What you have to do
Where does the string "enum" occur in the records? Copy each line that holds it.

───── Information supplied ─────

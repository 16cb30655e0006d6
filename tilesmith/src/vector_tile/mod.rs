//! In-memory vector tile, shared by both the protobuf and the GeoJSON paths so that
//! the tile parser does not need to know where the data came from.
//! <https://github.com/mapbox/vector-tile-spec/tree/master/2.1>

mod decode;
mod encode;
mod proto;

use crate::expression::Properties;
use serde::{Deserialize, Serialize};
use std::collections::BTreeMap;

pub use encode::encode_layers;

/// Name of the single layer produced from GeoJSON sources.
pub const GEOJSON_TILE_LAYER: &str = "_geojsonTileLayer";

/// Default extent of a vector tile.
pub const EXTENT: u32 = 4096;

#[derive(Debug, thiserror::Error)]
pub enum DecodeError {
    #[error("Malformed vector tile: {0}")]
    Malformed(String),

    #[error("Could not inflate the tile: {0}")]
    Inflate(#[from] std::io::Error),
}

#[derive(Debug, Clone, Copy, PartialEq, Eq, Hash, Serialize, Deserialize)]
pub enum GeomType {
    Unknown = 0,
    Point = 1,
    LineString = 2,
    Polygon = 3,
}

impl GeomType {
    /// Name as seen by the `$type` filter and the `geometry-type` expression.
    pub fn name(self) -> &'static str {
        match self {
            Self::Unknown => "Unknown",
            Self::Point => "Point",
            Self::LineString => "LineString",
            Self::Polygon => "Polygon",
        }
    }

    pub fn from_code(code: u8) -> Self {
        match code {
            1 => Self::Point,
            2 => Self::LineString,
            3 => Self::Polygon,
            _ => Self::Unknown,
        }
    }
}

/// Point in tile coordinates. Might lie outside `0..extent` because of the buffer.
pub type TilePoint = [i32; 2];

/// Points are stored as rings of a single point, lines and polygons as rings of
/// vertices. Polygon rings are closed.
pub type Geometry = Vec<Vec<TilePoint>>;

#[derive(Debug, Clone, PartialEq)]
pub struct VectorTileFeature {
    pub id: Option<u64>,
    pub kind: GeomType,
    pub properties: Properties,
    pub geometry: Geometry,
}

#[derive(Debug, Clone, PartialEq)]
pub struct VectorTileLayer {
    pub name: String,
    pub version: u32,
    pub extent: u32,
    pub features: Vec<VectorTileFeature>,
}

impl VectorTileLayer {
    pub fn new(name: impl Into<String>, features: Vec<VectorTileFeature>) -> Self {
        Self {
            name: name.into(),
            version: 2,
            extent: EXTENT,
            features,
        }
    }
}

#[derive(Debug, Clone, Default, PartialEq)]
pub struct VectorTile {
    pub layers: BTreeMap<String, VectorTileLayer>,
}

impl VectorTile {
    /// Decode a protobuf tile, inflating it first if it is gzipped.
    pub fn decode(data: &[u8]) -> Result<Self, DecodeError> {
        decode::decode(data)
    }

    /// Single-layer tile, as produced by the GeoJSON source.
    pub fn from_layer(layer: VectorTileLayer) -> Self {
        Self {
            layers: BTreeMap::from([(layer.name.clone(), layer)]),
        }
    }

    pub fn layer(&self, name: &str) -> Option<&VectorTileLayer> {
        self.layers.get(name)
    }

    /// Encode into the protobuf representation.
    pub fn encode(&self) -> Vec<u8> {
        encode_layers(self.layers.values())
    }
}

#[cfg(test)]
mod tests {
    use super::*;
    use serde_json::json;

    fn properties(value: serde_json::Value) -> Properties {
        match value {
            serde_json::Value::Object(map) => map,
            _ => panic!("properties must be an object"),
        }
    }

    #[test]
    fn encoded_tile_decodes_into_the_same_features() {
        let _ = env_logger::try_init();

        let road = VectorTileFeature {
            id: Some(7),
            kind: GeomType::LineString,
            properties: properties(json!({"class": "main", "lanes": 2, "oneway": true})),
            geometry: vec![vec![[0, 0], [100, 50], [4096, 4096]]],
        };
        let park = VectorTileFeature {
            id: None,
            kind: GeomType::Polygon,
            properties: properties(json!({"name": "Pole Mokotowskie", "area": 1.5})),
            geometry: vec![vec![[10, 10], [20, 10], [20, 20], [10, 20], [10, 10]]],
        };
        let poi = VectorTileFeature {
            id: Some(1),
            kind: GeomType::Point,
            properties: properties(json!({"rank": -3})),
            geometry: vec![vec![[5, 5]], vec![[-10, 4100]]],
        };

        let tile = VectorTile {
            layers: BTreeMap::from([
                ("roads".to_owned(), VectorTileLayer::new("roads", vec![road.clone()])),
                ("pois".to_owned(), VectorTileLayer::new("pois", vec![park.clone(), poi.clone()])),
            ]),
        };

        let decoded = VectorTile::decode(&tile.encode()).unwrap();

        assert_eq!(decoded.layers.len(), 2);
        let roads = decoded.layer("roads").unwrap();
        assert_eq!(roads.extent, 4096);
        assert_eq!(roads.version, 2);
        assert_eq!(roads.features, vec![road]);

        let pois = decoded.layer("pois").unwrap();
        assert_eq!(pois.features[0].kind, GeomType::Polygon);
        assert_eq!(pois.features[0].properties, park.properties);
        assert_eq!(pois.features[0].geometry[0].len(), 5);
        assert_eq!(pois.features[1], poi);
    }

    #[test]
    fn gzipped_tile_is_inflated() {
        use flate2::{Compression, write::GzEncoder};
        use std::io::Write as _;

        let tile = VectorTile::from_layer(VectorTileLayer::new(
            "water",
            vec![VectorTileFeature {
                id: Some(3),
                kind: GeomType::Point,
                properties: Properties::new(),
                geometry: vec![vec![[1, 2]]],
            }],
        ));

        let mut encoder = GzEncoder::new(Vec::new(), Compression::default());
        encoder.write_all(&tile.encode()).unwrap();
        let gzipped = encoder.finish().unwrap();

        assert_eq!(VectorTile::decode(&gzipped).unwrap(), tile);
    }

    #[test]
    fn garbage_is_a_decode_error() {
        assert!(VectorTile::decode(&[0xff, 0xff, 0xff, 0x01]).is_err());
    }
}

─────

Reply to the exercise
pub enum DecodeError {
pub enum GeomType {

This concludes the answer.